2.1 荷送人は、輸送責任者を準備し、輸送に付添わせること。

2.2 輸送責任者は、核物質防護上の措置について知識と経験を有する者であること。

2.3 荷送人は、輸送責任者に輸送計画書の要旨を携帯させること。

(連絡通報体制の整備)

3.1 荷送人は、出荷後、直ちに、荷受人にその旨通知すること。

3.2 荷受人は、積荷が輸送計画書に記載された受渡し地点に到着したとき、又は予定時刻までに到着しないときは、速やかにその旨を荷送人等に通知すること。

(施錠・封印等)

4.1 荷送人は、積荷が人手により容易に移動することが出来る場合は、コンテナー等へ収納する等の措置により、容易に移動することができないようにすること。

(輸送中の監視、点検等)

5.1 荷送人は、出荷に先立ち、又、荷受人は積荷受取り後直ちに、梱包及び付けられた錠等の健全性を検査すること。

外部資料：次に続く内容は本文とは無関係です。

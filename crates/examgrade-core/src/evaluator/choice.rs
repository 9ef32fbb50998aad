//! Single- and multiple-choice scoring.

use std::collections::BTreeSet;

use serde_json::Value;

use super::Scored;
use crate::answer::{normalize_choice, normalize_selections};
use crate::definition::{MultipleChoiceDefinition, SingleChoiceDefinition};

/// All or nothing: the selected option id must equal the correct one.
pub(crate) fn score_single_choice(
    def: &SingleChoiceDefinition,
    answer: &Value,
    marks: f64,
) -> Scored {
    let selected = normalize_choice(answer);

    let Some(correct) = &def.correct_answer else {
        tracing::debug!("single-choice question has no correct option; scoring 0");
        return Scored::new(false, marks, to_value(selected), Vec::new());
    };

    let is_correct = selected.as_deref() == Some(correct.as_str());
    Scored::new(is_correct, marks, to_value(selected), vec![correct.clone()])
}

/// Exact set match between the selected and the correct option ids.
/// Selection order and repeated ids do not matter; there is no partial credit.
pub(crate) fn score_multiple_choice(
    def: &MultipleChoiceDefinition,
    answer: &Value,
    marks: f64,
) -> Scored {
    let selected: BTreeSet<String> = normalize_selections(answer).into_iter().collect();
    let correct: Vec<String> = def.correct_answers.iter().cloned().collect();

    if def.correct_answers.is_empty() {
        tracing::debug!("multiple-choice question has no correct options; scoring 0");
    }

    let is_correct = !def.correct_answers.is_empty() && selected == def.correct_answers;
    let student_answer = Value::Array(selected.into_iter().map(Value::String).collect());
    Scored::new(is_correct, marks, student_answer, correct)
}

fn to_value(selected: Option<String>) -> Value {
    selected.map(Value::String).unwrap_or(Value::Null)
}

#[cfg(test)]
mod tests {
    use super::*;
    use crate::definition::ChoiceOption;
    use serde_json::json;

    fn options() -> Vec<ChoiceOption> {
        ["A", "B", "C"]
            .iter()
            .enumerate()
            .map(|(i, text)| ChoiceOption {
                id: format!("opt{}", i + 1),
                text: text.to_string(),
                is_correct: i == 1,
            })
            .collect()
    }

    fn single(correct: Option<&str>) -> SingleChoiceDefinition {
        SingleChoiceDefinition {
            options: options(),
            correct_answer: correct.map(str::to_string),
        }
    }

    fn multiple(correct: &[&str]) -> MultipleChoiceDefinition {
        MultipleChoiceDefinition {
            options: options(),
            correct_answers: correct.iter().map(|s| s.to_string()).collect(),
        }
    }

    #[test]
    fn single_choice_full_or_nothing() {
        let def = single(Some("opt2"));
        let right = score_single_choice(&def, &json!("opt2"), 5.0);
        assert!(right.is_correct);
        assert_eq!(right.points_earned, 5.0);

        let wrong = score_single_choice(&def, &json!("opt3"), 5.0);
        assert!(!wrong.is_correct);
        assert_eq!(wrong.points_earned, 0.0);
    }

    #[test]
    fn legacy_index_scores_like_option_id() {
        let def = single(Some("opt1"));
        let by_index = score_single_choice(&def, &json!(0), 3.0);
        let by_id = score_single_choice(&def, &json!("opt1"), 3.0);
        assert_eq!(by_index, by_id);
        assert_eq!(by_index.points_earned, 3.0);
    }

    #[test]
    fn single_choice_without_correct_option_scores_zero() {
        let def = single(None);
        let scored = score_single_choice(&def, &json!("opt2"), 5.0);
        assert!(!scored.is_correct);
        assert_eq!(scored.points_earned, 0.0);
        assert!(scored.correct_answers.is_empty());
    }

    #[test]
    fn multiple_choice_example_scenario() {
        let def = multiple(&["opt1", "opt3"]);
        let right = score_multiple_choice(&def, &json!(["opt3", "opt1"]), 4.0);
        assert!(right.is_correct);
        assert_eq!(right.points_earned, 4.0);

        let partial = score_multiple_choice(&def, &json!(["opt1"]), 4.0);
        assert!(!partial.is_correct);
        assert_eq!(partial.points_earned, 0.0);
    }

    #[test]
    fn multiple_choice_is_order_invariant() {
        let def = multiple(&["opt1", "opt2"]);
        let a = score_multiple_choice(&def, &json!(["opt1", "opt2"]), 2.0);
        let b = score_multiple_choice(&def, &json!(["opt2", "opt1"]), 2.0);
        assert_eq!(a, b);
    }

    #[test]
    fn multiple_choice_rejects_extra_selections() {
        let def = multiple(&["opt1", "opt2"]);
        let scored = score_multiple_choice(&def, &json!(["opt1", "opt2", "opt3"]), 2.0);
        assert!(!scored.is_correct);
    }

    #[test]
    fn multiple_choice_wraps_scalar_and_normalizes_indices() {
        let def = multiple(&["opt1"]);
        assert!(score_multiple_choice(&def, &json!("opt1"), 1.0).is_correct);
        assert!(score_multiple_choice(&def, &json!([0]), 1.0).is_correct);
    }

    #[test]
    fn multiple_choice_with_empty_key_never_matches() {
        let def = multiple(&[]);
        let scored = score_multiple_choice(&def, &json!([]), 2.0);
        assert!(!scored.is_correct);
        assert_eq!(scored.points_earned, 0.0);
    }
}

5.2 輸送責任者は、出荷に先立ち、妨害行為が着手されていないことを確認するため、輪送手段を検査すること。

(情報管理)

6.1 輸送計画の詳細に係る情報は、不必要に分散されないようにすること。

6.2 定期的に反復継続する輸送は、出来る限り避けること。

(緊急時における対応体制の確立)

7.1 荷送人は、治安当局等とあらかじめ打合せを行っておくこと。

Ⅱ 道路輸送中の核物質防護の要件

 道路輸送中においては、Iの要件を満たす外、以下の要件を満たすこと。

(輸送計画の策定等)

1.1 Ⅰ.1.5の要件に加えて、緊急時における代替経路を考慮しておくこと。

1.2 荷送人は、輸送の途中において積替を予定しないこと。

(輸送責任者の準備等)

2.1 Ⅰ.2.1の要件に加えて、輸送に、輸送責任者を乗せた伴走車を付けること。


備考

 本報告書においては「妨害、破壊行為」、「不法行為」、「治安当局」及び「規制当局」の四つの言葉は、以下の趣旨で使われている。

(1) 「妨害、破壊行為」とは、原子力施設又は核物質の輸送に対する故意の行為であって、放射線被曝によって直接又は間接に公衆の健康及び安全を脅かす可能性のあるものをいう。

(2) 「不法行為」とは、核為質の盗取等による不法な移転又は原子力施設等に対する妨害、破壊行為をいう。

(3) 「治安当局」には、当該地区の都道府県警察又は海上保安庁地方出先機関を含む。

(4) 「規制当局」には、地方出先機関を含む。